-- Opening Marker --

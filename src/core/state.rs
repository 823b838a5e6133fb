//! Marker traits for state and trigger keys.
//!
//! A machine is generic over the type used to identify its states and the
//! type used to identify its triggers. Any type that can serve as a hash map
//! key, be cloned into transition records, and move across threads qualifies
//! automatically through blanket implementations.

use std::fmt::Debug;
use std::hash::Hash;

/// Marker trait for types that identify states.
///
/// Implemented automatically for every eligible type; there is never a need
/// to implement it by hand. Plain enums derive everything required:
///
/// # Required Traits
///
/// - `Clone`: state values are copied into transition records and snapshots
/// - `Eq` + `Hash`: states key the machine's configuration map
/// - `Debug`: states are rendered into error messages and log events
/// - `Send` + `Sync`: machines are expected to cross thread boundaries
///
/// # Example
///
/// ```rust
/// #[derive(Clone, PartialEq, Eq, Hash, Debug)]
/// enum Phase {
///     Draft,
///     Review,
///     Published,
/// }
///
/// fn assert_state_key<S: statecraft::StateKey>() {}
/// assert_state_key::<Phase>();
/// assert_state_key::<&'static str>();
/// assert_state_key::<u32>();
/// ```
pub trait StateKey: Clone + Eq + Hash + Debug + Send + Sync + 'static {}

impl<S> StateKey for S where S: Clone + Eq + Hash + Debug + Send + Sync + 'static {}

/// Marker trait for types that identify triggers.
///
/// The requirements mirror [`StateKey`]: triggers key the behaviour tables
/// inside each state's configuration and are cloned into transition records.
/// Implemented automatically for every eligible type.
pub trait TriggerKey: Clone + Eq + Hash + Debug + Send + Sync + 'static {}

impl<T> TriggerKey for T where T: Clone + Eq + Hash + Debug + Send + Sync + 'static {}

#[cfg(test)]
mod tests {
    use super::*;

    #[derive(Clone, PartialEq, Eq, Hash, Debug)]
    enum TestState {
        Idle,
        Busy,
    }

    #[derive(Clone, PartialEq, Eq, Hash, Debug)]
    struct Wrapped(String);

    fn requires_state_key<S: StateKey>(value: S) -> S {
        value
    }

    fn requires_trigger_key<T: TriggerKey>(value: T) -> T {
        value
    }

    #[test]
    fn enums_satisfy_state_key() {
        let state = requires_state_key(TestState::Idle);
        assert_eq!(state, TestState::Idle);
        assert_ne!(state, TestState::Busy);
    }

    #[test]
    fn primitives_satisfy_both_keys() {
        assert_eq!(requires_state_key("off"), "off");
        assert_eq!(requires_state_key(42u32), 42);
        assert_eq!(requires_trigger_key(' '), ' ');
    }

    #[test]
    fn owned_newtypes_satisfy_trigger_key() {
        let trigger = requires_trigger_key(Wrapped("assign".to_string()));
        assert_eq!(trigger, Wrapped("assign".to_string()));
    }
}
impl<S: StateKey, T: TriggerKey> StateMachine<S, T> {
    /// Create a machine holding its state internally, starting in `initial`.
    pub fn new(initial: S) -> Self {
        Self {
            id: Uuid::new_v4(),
            storage: StateStorage::Internal(initial),
            states: HashMap::new(),
            signatures: HashMap::new(),
            unhandled: Self::default_unhandled(),
        }
    }

    /// Create a machine whose state lives outside it.
    ///
    /// `read` supplies the current state; `write` commits a new one. The
    /// machine calls them on every query and transition, so the closures
    /// should be cheap.
    pub fn with_external_state<R, W>(read: R, write: W) -> Self
    where
        R: Fn() -> S + Send + Sync + 'static,
        W: Fn(S) + Send + Sync + 'static,
    {
        Self {
            id: Uuid::new_v4(),
            storage: StateStorage::External {
                read: Box::new(read),
                write: Box::new(write),
            },
            states: HashMap::new(),
            signatures: HashMap::new(),
            unhandled: Self::default_unhandled(),
        }
    }

    fn default_unhandled() -> UnhandledTriggerHandler<S, T> {
        Arc::new(|state, trigger| Err(FireError::invalid_transition(state, trigger)))
    }

    /// Unique identity of this machine instance.
    ///
    /// Clones receive a fresh identity.
    pub fn id(&self) -> Uuid {
        self.id
    }

    /// The current state.
    pub fn state(&self) -> S {
        self.storage.get()
    }

    /// True when the machine is in `state` or in any of its transitive
    /// substates.
    pub fn is_in_state(&self, state: &S) -> bool {
        let current = self.storage.get();
        self.is_ancestor_or_self(state, &current)
    }

    /// Whether firing `trigger` right now would find a behaviour.
    ///
    /// Guards are evaluated against an empty argument bag, and ignored
    /// triggers count as handled. Dynamic destination selectors are not
    /// invoked. Never fails, even for triggers and states the machine has
    /// never seen.
    pub fn can_fire(&self, trigger: &T) -> bool {
        let current = self.storage.get();
        let args = TriggerArgs::empty();
        let mut cursor = self.states.get(&current);
        while let Some(rep) = cursor {
            if rep.find_local(trigger, &args).is_some() {
                return true;
            }
            cursor = rep.superstate().and_then(|parent| self.states.get(parent));
        }
        false
    }

    /// The triggers that currently have at least one matching behaviour,
    /// including behaviours inherited from superstates.
    ///
    /// Guards are evaluated against an empty argument bag; triggers whose
    /// guards all reject are omitted. Order is unspecified.
    pub fn permitted_triggers(&self) -> Vec<T> {
        let current = self.storage.get();
        let args = TriggerArgs::empty();
        let mut seen = HashSet::new();
        let mut permitted = Vec::new();

        let mut cursor = self.states.get(&current);
        while let Some(rep) = cursor {
            for (trigger, behaviours) in rep.behaviours() {
                if behaviours.iter().any(|behaviour| behaviour.matches(&args))
                    && seen.insert(trigger.clone())
                {
                    permitted.push(trigger.clone());
                }
            }
            cursor = rep.superstate().and_then(|parent| self.states.get(parent));
        }
        permitted
    }

    /// Begin (or extend) the configuration of `state`.
    ///
    /// The state's representation is created on first use; configuring the
    /// same state again keeps adding to it.
    pub fn configure(&mut self, state: S) -> StateConfiguration<'_, S, T> {
        StateConfiguration::new(self, state)
    }

    /// Register the argument signature for `trigger` and obtain the typed
    /// handle used with [`fire_with`](StateMachine::fire_with).
    ///
    /// A trigger's signature can be registered once per machine; a second
    /// registration fails with
    /// [`ConfigurationError::TriggerAlreadyParameterized`].
    pub fn set_trigger_parameters<A: ArgSet>(
        &mut self,
        trigger: T,
    ) -> Result<TriggerWithArgs<T, A>, ConfigurationError> {
        if self.signatures.contains_key(&trigger) {
            return Err(ConfigurationError::TriggerAlreadyParameterized {
                trigger: format!("{trigger:?}"),
            });
        }
        self.signatures
            .insert(trigger.clone(), TriggerSignature::of::<A>(trigger.clone()));
        Ok(TriggerWithArgs::new(trigger))
    }

    /// Replace the handler invoked when a fired trigger has no matching
    /// behaviour.
    ///
    /// The default handler fails the fire with
    /// [`FireError::InvalidTransition`]. A custom handler that returns
    /// `Ok(())` turns unhandled triggers into no-ops.
    pub fn on_unhandled_trigger<F>(&mut self, handler: F)
    where
        F: Fn(&S, &T) -> Result<(), FireError> + Send + Sync + 'static,
    {
        self.unhandled = Arc::new(handler);
    }

    /// Fire `trigger` with no arguments.
    ///
    /// Resolution walks the current state's behaviours and then its
    /// superstate chain; the first behaviour whose guard accepts wins. On a
    /// transition the source chain's exit actions run innermost first, the
    /// state is committed, and the destination chain's entry actions run
    /// outermost first.
    ///
    /// Transitions are not transactional: if an exit action fails the
    /// machine is still in the source state, while if an entry action fails
    /// the destination has already been committed. The returned
    /// [`FireError::Action`] names the failed transition in both cases.
    pub fn fire(&mut self, trigger: T) -> Result<(), FireError> {
        self.internal_fire(trigger, TriggerArgs::empty())
    }

    /// Fire a parameterized trigger with its typed arguments.
    ///
    /// The handle pins the argument tuple at compile time; at run time the
    /// arguments are additionally checked against the signature registered
    /// on *this* machine, so a handle minted by a machine with a different
    /// registration fails with [`FireError::ArgumentMismatch`] instead of
    /// smuggling mistyped values to the actions.
    pub fn fire_with<A: ArgSet>(
        &mut self,
        trigger: &TriggerWithArgs<T, A>,
        args: A,
    ) -> Result<(), FireError> {
        self.internal_fire(trigger.trigger().clone(), args.into_args())
    }

    /// Diagnostic snapshot of the machine: identity, current state, and the
    /// currently permitted triggers rendered as strings.
    pub fn snapshot(&self) -> MachineSnapshot {
        let mut permitted: Vec<String> = self
            .permitted_triggers()
            .iter()
            .map(|trigger| format!("{trigger:?}"))
            .collect();
        permitted.sort();
        MachineSnapshot {
            id: self.id,
            state: format!("{:?}", self.storage.get()),
            permitted_triggers: permitted,
            taken_at: Utc::now(),
        }
    }

    fn internal_fire(&mut self, trigger: T, args: TriggerArgs) -> Result<(), FireError> {
        if let Some(signature) = self.signatures.get(&trigger) {
            signature.validate(&args)?;
        }

        let current = self.storage.get();
        match self.resolve(&current, &trigger, &args) {
            Resolution::Unhandled => {
                tracing::warn!(
                    machine = %self.id,
                    state = ?current,
                    trigger = ?trigger,
                    "Trigger has no matching behaviour"
                );
                let handler = Arc::clone(&self.unhandled);
                handler(&current, &trigger)
            }
            Resolution::Ignore => {
                tracing::trace!(
                    machine = %self.id,
                    state = ?current,
                    trigger = ?trigger,
                    "Trigger ignored"
                );
                Ok(())
            }
            Resolution::Internal { action } => {
                let transition = Transition::new(current.clone(), current, trigger);
                tracing::debug!(
                    machine = %self.id,
                    state = ?transition.source,
                    trigger = ?transition.trigger,
                    "Executing internal transition"
                );
                action(&transition, &args).map_err(|error| FireError::action(&transition, error))
            }
            Resolution::Move { destination } => {
                let transition = Transition::new(current, destination, trigger);
                self.execute_transition(transition, &args)
            }
        }
    }

    /// Find the first applicable behaviour for `trigger`, starting at
    /// `state` and climbing the superstate chain.
    fn resolve(&self, state: &S, trigger: &T, args: &TriggerArgs) -> Resolution<S, T> {
        let mut cursor = self.states.get(state);
        while let Some(rep) = cursor {
            if let Some(behaviour) = rep.find_local(trigger, args) {
                return match behaviour {
                    TriggerBehaviour::Transition { destination } => Resolution::Move {
                        destination: destination.clone(),
                    },
                    TriggerBehaviour::GuardedTransition { destination, .. } => Resolution::Move {
                        destination: destination.clone(),
                    },
                    TriggerBehaviour::DynamicTransition { selector } => Resolution::Move {
                        destination: selector(args),
                    },
                    TriggerBehaviour::Internal { action } => Resolution::Internal {
                        action: Arc::clone(action),
                    },
                    TriggerBehaviour::Ignored => Resolution::Ignore,
                };
            }
            cursor = rep.superstate().and_then(|parent| self.states.get(parent));
        }
        Resolution::Unhandled
    }

    fn execute_transition(
        &mut self,
        transition: Transition<S, T>,
        args: &TriggerArgs,
    ) -> Result<(), FireError> {
        {
            let exits = self.collect_exit_chain(&transition);
            for rep in exits {
                rep.run_exit_actions(&transition)?;
            }
        }

        self.storage.set(transition.destination.clone());
        tracing::debug!(
            machine = %self.id,
            source = ?transition.source,
            destination = ?transition.destination,
            trigger = ?transition.trigger,
            "Transition executed"
        );

        {
            let entries = self.collect_entry_chain(&transition);
            for rep in entries {
                rep.run_entry_hooks(&transition, args)?;
            }
        }
        Ok(())
    }

    /// The representations whose exit actions run for this transition,
    /// innermost first. The walk from the source stops at the first state
    /// that still contains the destination; a reentry exits only the state
    /// itself.
    fn collect_exit_chain(&self, transition: &Transition<S, T>) -> Vec<&StateRepresentation<S, T>> {
        if transition.is_reentry() {
            return self.states.get(&transition.source).into_iter().collect();
        }

        let mut chain = Vec::new();
        let mut cursor = self.states.get(&transition.source);
        while let Some(rep) = cursor {
            if self.is_ancestor_or_self(rep.state(), &transition.destination) {
                break;
            }
            chain.push(rep);
            cursor = rep.superstate().and_then(|parent| self.states.get(parent));
        }
        chain
    }

    /// The representations whose entry actions run for this transition,
    /// outermost first. States that already contained the source are not
    /// re-entered; a reentry enters only the state itself.
    fn collect_entry_chain(
        &self,
        transition: &Transition<S, T>,
    ) -> Vec<&StateRepresentation<S, T>> {
        if transition.is_reentry() {
            return self
                .states
                .get(&transition.destination)
                .into_iter()
                .collect();
        }

        let mut chain = Vec::new();
        let mut cursor = self.states.get(&transition.destination);
        while let Some(rep) = cursor {
            if self.is_ancestor_or_self(rep.state(), &transition.source) {
                break;
            }
            chain.push(rep);
            cursor = rep.superstate().and_then(|parent| self.states.get(parent));
        }
        chain.reverse();
        chain
    }

    /// True when `ancestor` equals `descendant` or appears somewhere on its
    /// superstate chain.
    fn is_ancestor_or_self(&self, ancestor: &S, descendant: &S) -> bool {
        let mut cursor = descendant;
        loop {
            if cursor == ancestor {
                return true;
            }
            match self
                .states
                .get(cursor)
                .and_then(StateRepresentation::superstate)
            {
                Some(parent) => cursor = parent,
                None => return false,
            }
        }
    }

    pub(crate) fn representation_mut(&mut self, state: &S) -> &mut StateRepresentation<S, T> {
        self.states
            .entry(state.clone())
            .or_insert_with(|| StateRepresentation::new(state.clone()))
    }

    /// Record `child` as a substate of `parent`, rejecting self-containment,
    /// containment cycles, and re-parenting to a different superstate.
    /// Linking the same pair twice is a no-op.
    pub(crate) fn link_substate(&mut self, child: S, parent: S) -> Result<(), ConfigurationError> {
        if child == parent {
            return Err(ConfigurationError::SubstateCycle {
                state: format!("{child:?}"),
                superstate: format!("{parent:?}"),
            });
        }
        if let Some(existing) = self
            .states
            .get(&child)
            .and_then(StateRepresentation::superstate)
        {
            if *existing == parent {
                return Ok(());
            }
            return Err(ConfigurationError::SuperstateConflict {
                state: format!("{child:?}"),
                current: format!("{existing:?}"),
                requested: format!("{parent:?}"),
            });
        }
        if self.is_ancestor_or_self(&child, &parent) {
            return Err(ConfigurationError::SubstateCycle {
                state: format!("{child:?}"),
                superstate: format!("{parent:?}"),
            });
        }
        self.representation_mut(&child).set_superstate(parent.clone());
        self.representation_mut(&parent).add_substate(child);
        Ok(())
    }
}
//! Guard predicates for controlling state transitions.
//!
//! Guards are pure boolean functions over the fired arguments that determine
//! whether a guarded transition applies. They enable declarative transition
//! rules without side effects.

use super::args::TriggerArgs;
use std::sync::Arc;

/// Pure predicate that determines whether a guarded transition applies.
///
/// Guards are evaluated in declaration order when a trigger fires; the first
/// behaviour whose guard passes wins. A guard receives the fired arguments,
/// so a single trigger can route to different destinations depending on the
/// values supplied. Guards share their predicate through an `Arc`, which
/// keeps them cheap to clone when a machine is cloned.
///
/// # Example
///
/// ```rust
/// use statecraft::{ArgSet, Guard};
///
/// // Allow the transition only for priorities above a threshold.
/// let urgent = Guard::new(|args| args.get::<u32>(0).is_some_and(|p| *p >= 8));
///
/// assert!(urgent.check(&(9u32,).into_args()));
/// assert!(!urgent.check(&(3u32,).into_args()));
/// assert!(!urgent.check(&().into_args()));
/// ```
#[derive(Clone)]
pub struct Guard {
    predicate: Arc<dyn Fn(&TriggerArgs) -> bool + Send + Sync>,
}

impl Guard {
    /// Create a guard from a pure predicate function.
    ///
    /// The predicate must be deterministic and free of side effects; the
    /// machine may evaluate it speculatively when answering permission
    /// queries such as `permitted_triggers`.
    pub fn new<F>(predicate: F) -> Self
    where
        F: Fn(&TriggerArgs) -> bool + Send + Sync + 'static,
    {
        Guard {
            predicate: Arc::new(predicate),
        }
    }

    /// Evaluate the guard against the fired arguments.
    ///
    /// Permission queries evaluate guards with an empty argument bag, so
    /// predicates that inspect arguments should treat missing values as a
    /// rejection rather than panicking.
    pub fn check(&self, args: &TriggerArgs) -> bool {
        (self.predicate)(args)
    }
}

/// Conversion into a [`Guard`], accepted wherever a guard is configured.
///
/// Implemented for closures and for `Guard` itself, so a reusable predicate
/// can be built once and attached to several transitions:
///
/// ```rust
/// use statecraft::{Guard, StateMachine};
///
/// let has_capacity = Guard::new(|args| args.get::<u32>(0).is_some_and(|n| *n < 10));
///
/// let mut machine = StateMachine::new("idle");
/// machine
///     .configure("idle")
///     .permit_if("enqueue", "busy", has_capacity.clone());
/// machine
///     .configure("busy")
///     .permit_if("enqueue", "busy", has_capacity);
/// ```
pub trait IntoGuard {
    /// Perform the conversion.
    fn into_guard(self) -> Guard;
}

impl IntoGuard for Guard {
    fn into_guard(self) -> Guard {
        self
    }
}

impl<F> IntoGuard for F
where
    F: Fn(&TriggerArgs) -> bool + Send + Sync + 'static,
{
    fn into_guard(self) -> Guard {
        Guard::new(self)
    }
}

-- Closing Marker --

WORK REQUEST: Across the entries, how many lines hold the word "resolve"? Say only the number.

ANSWER TO THIS EXERCISE: 2